Pediatrics & Therapeutics
Open Access
ISSN: 2161-0665
ISSN: 2161-0665
Irmela Jeremias
Ludwig Maximilian University of Munich, Germany
Posters & Accepted Abstracts: Pediat Therapeut
While first line poly-chemotherapy substantially reduces tumor burden in most children with acute leukemia, a subgroup of children retain residual tumor cells in a disease stage called minimal residual disease (MRD). Despite low tumor burden, MRD represents a major threat as it consists of treatment resistant cells which might induce disease relapse with inferior prognosis. Novel treatment options are urgently required to treat children with acute leukemia at MRD. We aimed at the preclinical testing novel treatment options for MRD. Towards this aim, we established the individualized mouse model of acute leukemias and transplanted primary tumor cells from children with either Acute Lymphoblastic Leukemia (ALL) or Acute Myloid Leukemia (AML) into severely immunocompromised mice and generated patient-derived xenograft cells thereof. Using lenti-viral transduction, we molecularly marked patient-derived xenograft cells with luciferase allowing highly sensitive and reliable bioluminescence in vivo imaging in single mice over time.
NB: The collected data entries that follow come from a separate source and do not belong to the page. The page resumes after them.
//! End-to-end tests for scenario orchestration
//!
//! These tests drive the public API with the in-process agent and database:
//! 1. Loading a YAML scenario from `tests/fixtures/scenarios`
//! 2. Running it sequentially, in parallel and repeatedly
//! 3. Checking reports, user isolation and flakiness statistics

use std::path::PathBuf;
use std::sync::atomic::{AtomicUsize, Ordering};
use std::sync::Arc;
use std::time::Duration;

use agent_eval::adapters::{ChatRequest, ChatResponse, MemoryDatabase, ScriptedAgent, ToolCall};
use agent_eval::common::config::{Config, HallucinationConfig, InstanceConfig};
use agent_eval::infra::{InstanceRegistry, MemoryStateStore, SystemLiveness};
use agent_eval::runner::{
    HallucinationDetector, MultiRunOptions, MultiRunner, ParallelOptions, ParallelRunner,
    ScenarioRunner, ScenarioStatus, StepOutput, StepStatus,
};
use agent_eval::scenario::load_scenarios;
use agent_eval::{Result, Scenario};
use serde_json::{json, Value};

fn fixture(name: &str) -> PathBuf {
    PathBuf::from(env!("CARGO_MANIFEST_DIR"))
        .join("tests")
        .join("fixtures")
        .join("scenarios")
        .join(name)
}

fn todo_flow() -> Scenario {
    load_scenarios(&[fixture("todo_flow.yaml")])
        .expect("fixture should load")
        .remove(0)
}

fn record(value: Value) -> serde_json::Map<String, Value> {
    value.as_object().cloned().expect("object literal")
}

/// Database with ownership columns on both entities
fn database() -> Arc<MemoryDatabase> {
    Arc::new(
        MemoryDatabase::new()
            .with_ownership("projects", "owner_id")
            .with_ownership("tasks", "owner_id"),
    )
}

/// Replies that perform the todo-flow side effects against `db`
///
/// The reminder row is written by a background task a little later, so the
/// wait step has to poll for it.
fn todo_handler(db: Arc<MemoryDatabase>) -> impl Fn(&ChatRequest) -> Result<ChatResponse> + Send + Sync {
    move |req| {
        if req.message.starts_with("Add") {
            let project_id = req
                .message
                .split_whitespace()
                .last()
                .unwrap_or_default()
                .to_string();
            db.seed(
                "tasks",
                record(json!({
                    "title": "buy milk",
                    "project_id": project_id,
                    "owner_id": req.user_id,
                    "done": false
                })),
            );
            Ok(ChatResponse {
                text: "I created the task 'buy milk'.".into(),
                tool_calls: vec![ToolCall::new(
                    "create_task",
                    json!({"title": "buy milk", "project_id": project_id}),
                )],
                ..Default::default()
            })
        } else {
            let db = db.clone();
            let owner = req.user_id.clone();
            tokio::spawn(async move {
                tokio::time::sleep(Duration::from_millis(40)).await;
                db.seed(
                    "reminders",
                    record(json!({"task_title": "buy milk", "owner_id": owner})),
                );
            });
            Ok(ChatResponse {
                text: "Reminder scheduled.".into(),
                tool_calls: vec![ToolCall::new("schedule_reminder", json!({"in": "1h"}))],
                ..Default::default()
            })
        }
    }
}

fn todo_agent(db: Arc<MemoryDatabase>) -> Arc<ScriptedAgent> {
    Arc::new(ScriptedAgent::new(todo_handler(db)))
}

#[tokio::test]
async fn test_yaml_scenario_passes_end_to_end() {
    let db = database();
    let agent = todo_agent(db.clone());
    let runner = ScenarioRunner::new(agent.clone(), db.clone());
    let scenario = todo_flow();

    let report = runner.run(&scenario, "user-42").await;
    assert_eq!(
        report.status,
        ScenarioStatus::Passed,
        "failures: {:?}",
        report
            .steps
            .iter()
            .filter_map(|s| s.failure_message())
            .collect::<Vec<_>>()
    );
    assert_eq!(report.steps.len(), 4);
    assert_eq!(report.setup.len(), 1);

    // Setup row got the owner and its id flowed into the first message
    let inbox_id = report.captured["inbox"]["id"].as_str().unwrap().to_string();
    assert_eq!(report.captured["inbox"]["owner_id"], json!("user-42"));
    let requests = agent.requests();
    assert_eq!(requests[0].message, format!("Add 'buy milk' to project {}", inbox_id));

    // Both chat steps share the named conversation
    let conversation_ids: Vec<&str> = report
        .steps
        .iter()
        .filter_map(|s| match &s.output {
            StepOutput::Chat {
                conversation_id, ..
            } => Some(conversation_id.as_str()),
            _ => None,
        })
        .collect();
    assert_eq!(conversation_ids.len(), 2);
    assert_eq!(conversation_ids[0], conversation_ids[1]);
    assert_eq!(requests[1].conversation_id.as_deref(), Some(conversation_ids[0]));

    match &report.steps[3].output {
        StepOutput::Wait { attempts } => assert!(*attempts >= 1),
        other => panic!("Expected wait output, got {:?}", other),
    }
}

#[tokio::test]
async fn test_failing_step_skips_the_rest() {
    let db = database();
    // Agent that never calls a tool
    let agent = Arc::new(ScriptedAgent::replying("I created it!"));
    let runner = ScenarioRunner::new(agent, db);

    let report = runner.run(&todo_flow(), "user-1").await;
    assert_eq!(report.status, ScenarioStatus::Failed);
    let statuses: Vec<StepStatus> = report.steps.iter().map(|s| s.status).collect();
    assert_eq!(
        statuses,
        vec![
            StepStatus::Failed,
            StepStatus::Skipped,
            StepStatus::Skipped,
            StepStatus::Skipped
        ]
    );
}

#[tokio::test]
async fn test_parallel_run_isolates_users() {
    let db = database();
    let agent = todo_agent(db.clone());
    let runner = ScenarioRunner::new(agent.clone(), db.clone());

    let scenarios: Vec<Scenario> = (0..6)
        .map(|i| {
            let mut s = todo_flow();
            s.id = format!("todo-flow-{}", i);
            s
        })
        .collect();

    let parallel = ParallelRunner::new(
        runner,
        ParallelOptions {
            concurrency: 3,
            ..ParallelOptions::default()
        },
    );
    let summary = parallel.run(&scenarios, None).await.unwrap();

    assert!(summary.success, "reports: {:#?}", summary.reports);
    assert_eq!(summary.reports.len(), 6);
    for (i, report) in summary.reports.iter().enumerate() {
        assert_eq!(report.scenario_id, format!("todo-flow-{}", i));
    }

    let mut users: Vec<&str> = summary.reports.iter().map(|r| r.user_id.as_str()).collect();
    users.sort();
    users.dedup();
    assert_eq!(users.len(), 6);

    // Each scenario's verify step only ever saw its own rows
    let owners: Vec<Value> = db.rows("tasks").iter().map(|r| r["owner_id"].clone()).collect();
    assert_eq!(owners.len(), 6);
    for report in &summary.reports {
        assert!(owners.contains(&json!(report.user_id)));
    }
    assert!(agent.max_in_flight() <= 3);
}

#[tokio::test]
async fn test_multi_run_reports_flaky_step() {
    let db = database();
    let runs = Arc::new(AtomicUsize::new(0));
    let inner = todo_handler(db.clone());

    // Every third "Add" request forgets the tool call but still claims success
    let agent = {
        let runs = runs.clone();
        Arc::new(ScriptedAgent::new(move |req| {
            if req.message.starts_with("Add") && runs.fetch_add(1, Ordering::SeqCst) % 3 == 2 {
                return Ok(ChatResponse {
                    text: "I created the task.".into(),
                    ..Default::default()
                });
            }
            inner(req)
        }))
    };

    let multi = MultiRunner::new(
        ScenarioRunner::new(agent, db),
        HallucinationDetector::from_config(&HallucinationConfig::default()).unwrap(),
        MultiRunOptions {
            runs: 6,
            continue_on_failure: true,
            user_id: "user-1".into(),
        },
    );
    let aggregated = multi.run(&[todo_flow()]).await.unwrap();

    assert_eq!(aggregated.runs_completed, 6);
    assert!(!aggregated.success);
    let first = &aggregated.steps[0];
    assert_eq!(first.pass_count, 4);
    assert_eq!(first.fail_count, 2);
    assert!(first.is_flaky);
    assert_eq!(first.hallucinations, 2);
    assert_eq!(aggregated.scenario.pass_count, 4);
    assert_eq!(aggregated.hallucinations.len(), 2);
}

#[tokio::test]
async fn test_multi_run_rejects_many_scenarios() {
    let agent = Arc::new(ScriptedAgent::replying("hi"));
    let multi = MultiRunner::new(
        ScenarioRunner::new(agent.clone(), database()),
        HallucinationDetector::from_config(&HallucinationConfig::default()).unwrap(),
        MultiRunOptions::from_config(&Config::default()),
    );
    let err = multi.run(&[todo_flow(), todo_flow()]).await.unwrap_err();
    assert!(err.is_config());
    assert_eq!(agent.calls(), 0);
}

#[test]
fn test_instance_ports_and_registry() {
    let registry = InstanceRegistry::new(
        Arc::new(MemoryStateStore::new()),
        Arc::new(SystemLiveness),
        InstanceConfig {
            max_instances: 10,
            ..Default::default()
        },
    );

    let ports = registry.ports(5).unwrap();
    assert_eq!(
        (ports.db, ports.api, ports.vector_store, ports.tunnel),
        (5443, 4007, 19537, 6105)
    );
    assert!(registry.ports(10).unwrap_err().is_infrastructure());
    assert!(registry.ports(-1).is_err());

    let record = registry.acquire().unwrap();
    assert_eq!(record.id, 0);
    assert_eq!(registry.available_count().unwrap(), 9);
    assert!(registry.release(0).unwrap());
    assert_eq!(registry.available_count().unwrap(), 10);
}
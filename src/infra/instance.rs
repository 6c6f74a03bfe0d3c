//! Instance slots: port sets and resource names
//!
//! Everything here is a pure function of the instance id, so names and
//! ports can be recomputed even when the registry's bookkeeping is gone.

use std::fmt;

use chrono::{DateTime, Utc};
use serde::{Deserialize, Serialize};

use crate::common::paths::validate_name;
use crate::common::{Error, Result};

/// A port-owning service of one instance
#[derive(Debug, Clone, Copy, PartialEq, Eq, Hash)]
pub enum PortKind {
    Db,
    Api,
    VectorStore,
    Tunnel,
}

impl PortKind {
    pub const ALL: [PortKind; 4] = [
        PortKind::Db,
        PortKind::Api,
        PortKind::VectorStore,
        PortKind::Tunnel,
    ];

    /// Port used by instance 0
    pub fn base(self) -> u16 {
        match self {
            PortKind::Db => 5438,
            PortKind::Api => 4002,
            PortKind::VectorStore => 19532,
            PortKind::Tunnel => 6100,
        }
    }
}

/// Ports reserved for one instance
#[derive(Debug, Clone, Copy, PartialEq, Eq, Serialize, Deserialize)]
#[serde(rename_all = "camelCase")]
pub struct PortSet {
    pub db: u16,
    pub api: u16,
    pub vector_store: u16,
    pub tunnel: u16,
}

impl PortSet {
    pub fn get(&self, kind: PortKind) -> u16 {
        match kind {
            PortKind::Db => self.db,
            PortKind::Api => self.api,
            PortKind::VectorStore => self.vector_store,
            PortKind::Tunnel => self.tunnel,
        }
    }
}

/// Check `id` against `[0, max_instances)`
pub fn check_instance_id(id: i64, max_instances: u32) -> Result<u32> {
    if id < 0 || id >= i64::from(max_instances) {
        return Err(Error::InstanceOutOfRange {
            id,
            max: max_instances,
        });
    }
    Ok(id as u32)
}

/// Ports for instance `id`: `base(kind) + id`
pub fn ports_for(id: i64, max_instances: u32) -> Result<PortSet> {
    let id = check_instance_id(id, max_instances)?;
    let port = |kind: PortKind| -> Result<u16> {
        u16::try_from(u32::from(kind.base()) + id).map_err(|_| Error::InstanceOutOfRange {
            id: i64::from(id),
            max: max_instances,
        })
    };
    Ok(PortSet {
        db: port(PortKind::Db)?,
        api: port(PortKind::Api)?,
        vector_store: port(PortKind::VectorStore)?,
        tunnel: port(PortKind::Tunnel)?,
    })
}

/// Kind of OS-level resource an instance owns
#[derive(Debug, Clone, Copy, PartialEq, Eq, Hash, Serialize)]
#[serde(rename_all = "snake_case")]
pub enum ResourceKind {
    /// Database container
    Db,
    /// API server session
    Api,
    /// Vector store container
    Vector,
    /// Tunnel session
    Tunnel,
    /// Compose project
    Stack,
    /// Local state directory
    Data,
}

impl ResourceKind {
    pub fn as_str(self) -> &'static str {
        match self {
            ResourceKind::Db => "db",
            ResourceKind::Api => "api",
            ResourceKind::Vector => "vector",
            ResourceKind::Tunnel => "tunnel",
            ResourceKind::Stack => "stack",
            ResourceKind::Data => "data",
        }
    }
}

impl fmt::Display for ResourceKind {
    fn fmt(&self, f: &mut fmt::Formatter<'_>) -> fmt::Result {
        f.write_str(self.as_str())
    }
}

/// `{prefix}-{id}-{kind}`, validated for use in an argument vector
pub fn resource_name(prefix: &str, id: u32, kind: ResourceKind) -> Result<String> {
    let name = format!("{}-{}-{}", prefix, id, kind);
    validate_name(&name)?;
    Ok(name)
}

/// Name prefix shared by every resource of one instance
pub fn instance_prefix(prefix: &str, id: u32) -> Result<String> {
    validate_name(prefix)?;
    Ok(format!("{}-{}-", prefix, id))
}

/// Persisted bookkeeping for one acquired instance
#[derive(Debug, Clone, PartialEq, Serialize, Deserialize)]
#[serde(rename_all = "camelCase")]
pub struct InstanceRecord {
    pub id: u32,
    pub ports: PortSet,
    pub owner_pid: u32,
    pub started_at: DateTime<Utc>,
}

#[cfg(test)]
mod tests {
    use super::*;
    use std::collections::HashSet;

    #[test]
    fn test_ports_are_base_plus_id() {
        let p0 = ports_for(0, 5).unwrap();
        assert_eq!(
            p0,
            PortSet {
                db: 5438,
                api: 4002,
                vector_store: 19532,
                tunnel: 6100
            }
        );

        let p5 = ports_for(5, 10).unwrap();
        assert_eq!(
            p5,
            PortSet {
                db: 5443,
                api: 4007,
                vector_store: 19537,
                tunnel: 6105
            }
        );
        assert_eq!(p5.get(PortKind::Tunnel), 6105);
    }

    #[test]
    fn test_ports_pairwise_distinct() {
        let max = 10;
        let mut seen = HashSet::new();
        for id in 0..max {
            let ports = ports_for(i64::from(id), max).unwrap();
            for kind in PortKind::ALL {
                assert_eq!(ports.get(kind), kind.base() + id as u16);
                assert!(seen.insert(ports.get(kind)));
            }
        }
    }

    #[test]
    fn test_out_of_range() {
        assert!(matches!(
            ports_for(-1, 5),
            Err(Error::InstanceOutOfRange { id: -1, max: 5 })
        ));
        assert!(matches!(
            ports_for(5, 5),
            Err(Error::InstanceOutOfRange { id: 5, max: 5 })
        ));
        assert!(ports_for(4, 5).is_ok());
    }

    #[test]
    fn test_resource_names() {
        assert_eq!(
            resource_name("agent-eval", 2, ResourceKind::Db).unwrap(),
            "agent-eval-2-db"
        );
        assert_eq!(instance_prefix("agent-eval", 3).unwrap(), "agent-eval-3-");
        assert!(resource_name("bad prefix", 0, ResourceKind::Api).is_err());
        assert!(instance_prefix("../x", 0).is_err());
    }
}
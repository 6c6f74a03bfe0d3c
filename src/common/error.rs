//! Error types for the scenario runner
//!
//! Configuration and infrastructure errors are raised to the caller
//! immediately. Adapter and timeout errors are caught at the step boundary
//! and recorded in the step report instead of being propagated.

use std::io;
use thiserror::Error;

/// Result type alias using our Error type
pub type Result<T> = std::result::Result<T, Error>;

/// Main error type for the scenario runner
#[derive(Error, Debug)]
pub enum Error {
    // === Configuration Errors ===
    #[error("Configuration error: {0}")]
    Config(String),

    #[error("Invalid configuration file: {0}")]
    ConfigParse(String),

    #[error("Failed to read file '{path}': {error}")]
    FileRead { path: String, error: String },

    // === Adapter Errors ===
    #[error("Agent rejected the request: {0}")]
    AgentRejected(String),

    #[error("Database rejected the request: {0}")]
    DatabaseRejected(String),

    #[error("Operation '{0}' is not supported by this adapter")]
    Unsupported(String),

    // === Timeout Errors ===
    #[error("Operation timed out after {0} ms")]
    Timeout(u64),

    // === Infrastructure Errors ===
    #[error("Invalid identifier '{0}': only [a-zA-Z0-9_-] is allowed")]
    InvalidIdentifier(String),

    #[error("Instance id {id} is out of range (0..{max})")]
    InstanceOutOfRange { id: i64, max: u32 },

    #[error("No instance slot available ({max} in use)")]
    NoInstanceAvailable { max: u32 },

    #[error("Required tool '{0}' was not found in PATH")]
    ToolUnavailable(String),

    #[error("Command '{command}' failed: {message}")]
    CommandFailed { command: String, message: String },

    #[error("Instance state store error: {0}")]
    StateStore(String),

    // === IO Errors ===
    #[error("IO error: {0}")]
    Io(#[from] io::Error),

    // === Serialization Errors ===
    #[error("JSON error: {0}")]
    Json(#[from] serde_json::Error),

    #[error("YAML error: {0}")]
    Yaml(#[from] serde_yaml::Error),

    // === Internal Errors ===
    #[error("Internal error: {0}")]
    Internal(String),
}

impl Error {
    /// Create a command failed error
    pub fn command_failed(program: &str, args: &[String], message: &str) -> Self {
        let mut command = program.to_string();
        for arg in args {
            command.push(' ');
            command.push_str(arg);
        }
        Self::CommandFailed {
            command,
            message: message.trim().to_string(),
        }
    }

    /// Whether this error signals a bad configuration that should fail fast
    pub fn is_config(&self) -> bool {
        matches!(
            self,
            Error::Config(_) | Error::ConfigParse(_) | Error::FileRead { .. } | Error::Yaml(_)
        )
    }

    /// Whether this error signals a usage or environment mistake in the
    /// infrastructure layer
    pub fn is_infrastructure(&self) -> bool {
        matches!(
            self,
            Error::InvalidIdentifier(_)
                | Error::InstanceOutOfRange { .. }
                | Error::NoInstanceAvailable { .. }
                | Error::ToolUnavailable(_)
                | Error::CommandFailed { .. }
                | Error::StateStore(_)
        )
    }

    /// Whether this error came from an agent or database collaborator
    pub fn is_adapter(&self) -> bool {
        matches!(
            self,
            Error::AgentRejected(_) | Error::DatabaseRejected(_) | Error::Unsupported(_)
        )
    }
}
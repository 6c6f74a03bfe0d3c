//! Sequential scenario runner
//!
//! Drives `scenario.setup` and then `scenario.steps` strictly in order,
//! threading a single [`ExecutionContext`] through every step.

use std::sync::Arc;
use std::time::Instant;

use crate::adapters::{
    Agent, Database, Diagnostics, LifecycleHooks, NoopDiagnostics, NoopHooks, ResultInfo,
    ScenarioInfo,
};
use crate::common::config::Config;
use crate::scenario::Scenario;

use super::context::ExecutionContext;
use super::report::{ScenarioReport, ScenarioStatus, StepReport};
use super::step::{ExecutorConfig, StepExecutor};

/// Step at which a focused run stops
#[derive(Debug, Clone, PartialEq, Eq)]
pub enum TargetStep {
    /// Step with this label
    Label(String),
    /// Zero-based step index
    Index(usize),
}

impl TargetStep {
    /// Parse a CLI-style target: a number is an index, anything else a label
    pub fn parse(s: &str) -> Self {
        match s.parse::<usize>() {
            Ok(index) => TargetStep::Index(index),
            Err(_) => TargetStep::Label(s.to_string()),
        }
    }

    /// Index of the matching step, if any
    pub fn position(&self, scenario: &Scenario) -> Option<usize> {
        match self {
            TargetStep::Index(i) => (*i < scenario.steps.len()).then_some(*i),
            TargetStep::Label(label) => scenario
                .steps
                .iter()
                .position(|s| s.label() == Some(label.as_str())),
        }
    }
}

/// Options for a single scenario execution
#[derive(Debug, Clone)]
pub struct RunOptions {
    /// Skip the remaining steps after a failed or errored step
    pub stop_on_failure: bool,
    /// Run only up to and including this step
    pub target_step: Option<TargetStep>,
}

impl Default for RunOptions {
    fn default() -> Self {
        Self {
            stop_on_failure: true,
            target_step: None,
        }
    }
}

/// Runs one scenario at a time against fixed collaborators
pub struct ScenarioRunner {
    agent: Arc<dyn Agent>,
    database: Arc<dyn Database>,
    hooks: Arc<dyn LifecycleHooks>,
    diagnostics: Arc<dyn Diagnostics>,
    executor_config: ExecutorConfig,
    options: RunOptions,
}

impl ScenarioRunner {
    pub fn new(agent: Arc<dyn Agent>, database: Arc<dyn Database>) -> Self {
        Self {
            agent,
            database,
            hooks: Arc::new(NoopHooks),
            diagnostics: Arc::new(NoopDiagnostics),
            executor_config: ExecutorConfig::default(),
            options: RunOptions::default(),
        }
    }

    /// Runner with timeouts and stop behaviour taken from the config file
    pub fn from_config(agent: Arc<dyn Agent>, database: Arc<dyn Database>, config: &Config) -> Self {
        Self::new(agent, database)
            .with_executor_config(ExecutorConfig::from(config))
            .with_options(RunOptions {
                stop_on_failure: config.runner.stop_on_failure,
                target_step: None,
            })
    }

    pub fn with_hooks(mut self, hooks: Arc<dyn LifecycleHooks>) -> Self {
        self.hooks = hooks;
        self
    }

    pub fn with_diagnostics(mut self, diagnostics: Arc<dyn Diagnostics>) -> Self {
        self.diagnostics = diagnostics;
        self
    }

    pub fn with_executor_config(mut self, config: ExecutorConfig) -> Self {
        self.executor_config = config;
        self
    }

    pub fn with_options(mut self, options: RunOptions) -> Self {
        self.options = options;
        self
    }

    pub fn options(&self) -> &RunOptions {
        &self.options
    }

    /// Execute a scenario as `user_id`
    ///
    /// The report always holds one entry per configured step; steps that
    /// were not executed are marked skipped.
    pub async fn run(&self, scenario: &Scenario, user_id: &str) -> ScenarioReport {
        let started = Instant::now();
        let info = ScenarioInfo {
            id: scenario.id.clone(),
            name: scenario.display_name().to_string(),
            tags: scenario.tags.clone(),
        };
        tracing::info!(scenario = %scenario.id, user = %user_id, "Starting scenario");

        let executor = StepExecutor::new(
            self.agent.as_ref(),
            self.database.as_ref(),
            &self.executor_config,
        );
        let mut ctx = ExecutionContext::new(user_id);
        let mut error = None;
        let mut halted = false;

        if let Err(e) = self.hooks.before_each(&info, user_id).await {
            tracing::warn!(scenario = %scenario.id, "beforeEach hook failed: {}", e);
            error = Some(format!("beforeEach hook failed: {}", e));
            halted = true;
        }

        let mut setup = Vec::with_capacity(scenario.setup.len());
        if !halted {
            for (i, insert) in scenario.setup.iter().enumerate() {
                let report = executor.execute_insert(i, insert, &mut ctx).await;
                let failed = report.status.is_failure();
                setup.push(report);
                if failed {
                    tracing::warn!(scenario = %scenario.id, insert = i, "Setup insert failed, skipping steps");
                    halted = true;
                    break;
                }
            }
        }

        let target = self.target_index(scenario);
        let mut steps = Vec::with_capacity(scenario.steps.len());
        for (i, step) in scenario.steps.iter().enumerate() {
            if halted {
                steps.push(StepReport::skipped(i, step));
                continue;
            }

            let report = executor.execute(i, step, &mut ctx).await;
            if report.status.is_failure() {
                self.collect_diagnostics(&info, &report).await;
                if self.options.stop_on_failure {
                    halted = true;
                }
            }
            if target == Some(i) {
                tracing::debug!(scenario = %scenario.id, step = i, "Reached target step");
                halted = true;
            }
            steps.push(report);
        }

        let status = if error.is_some() {
            ScenarioStatus::Error
        } else {
            ScenarioStatus::derive(setup.iter().chain(steps.iter()))
        };
        let duration = started.elapsed();

        let result = ResultInfo {
            passed: status == ScenarioStatus::Passed,
            duration,
            error: error.clone().or_else(|| {
                setup
                    .iter()
                    .chain(steps.iter())
                    .find_map(StepReport::failure_message)
            }),
        };
        if let Err(e) = self.hooks.after_each(&info, &result, user_id).await {
            tracing::warn!(scenario = %scenario.id, "afterEach hook failed: {}", e);
        }

        tracing::info!(
            scenario = %scenario.id,
            status = ?status,
            duration_ms = duration.as_millis() as u64,
            "Scenario finished"
        );

        ScenarioReport {
            scenario_id: scenario.id.clone(),
            name: info.name,
            user_id: user_id.to_string(),
            status,
            duration,
            setup,
            steps,
            captured: ctx.captured,
            usage: ctx.usage,
            error,
        }
    }

    fn target_index(&self, scenario: &Scenario) -> Option<usize> {
        let target = self.options.target_step.as_ref()?;
        let index = target.position(scenario);
        if index.is_none() {
            tracing::warn!(scenario = %scenario.id, target = ?target, "Target step not found, running all steps");
        }
        index
    }

    async fn collect_diagnostics(&self, info: &ScenarioInfo, report: &StepReport) {
        if let Err(e) = self.diagnostics.collect(info, report).await {
            tracing::warn!(scenario = %info.id, step = report.index, "Diagnostics collection failed: {}", e);
        }
    }
}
Imaging allowed establishing a mouse model of MRD using conventional poly-chemotherapy consisting of an anthracycline combined with Cytarabine in AML and a 3 drug poly-chemotherapy for ALL. Using enrichment strategies based on the expression of additional trans-genes, we re-isolated MRD cells from mice and performed single cell RNA sequencing to characterize the cells. We performed second line treatment starting at the disease stage of MRD. Our model allows characterizing MRD cells in more detail and testing novel treatment options to remove MRD cells in order to prevent disease relapse and to improve the prognosis of children with acute leukemias.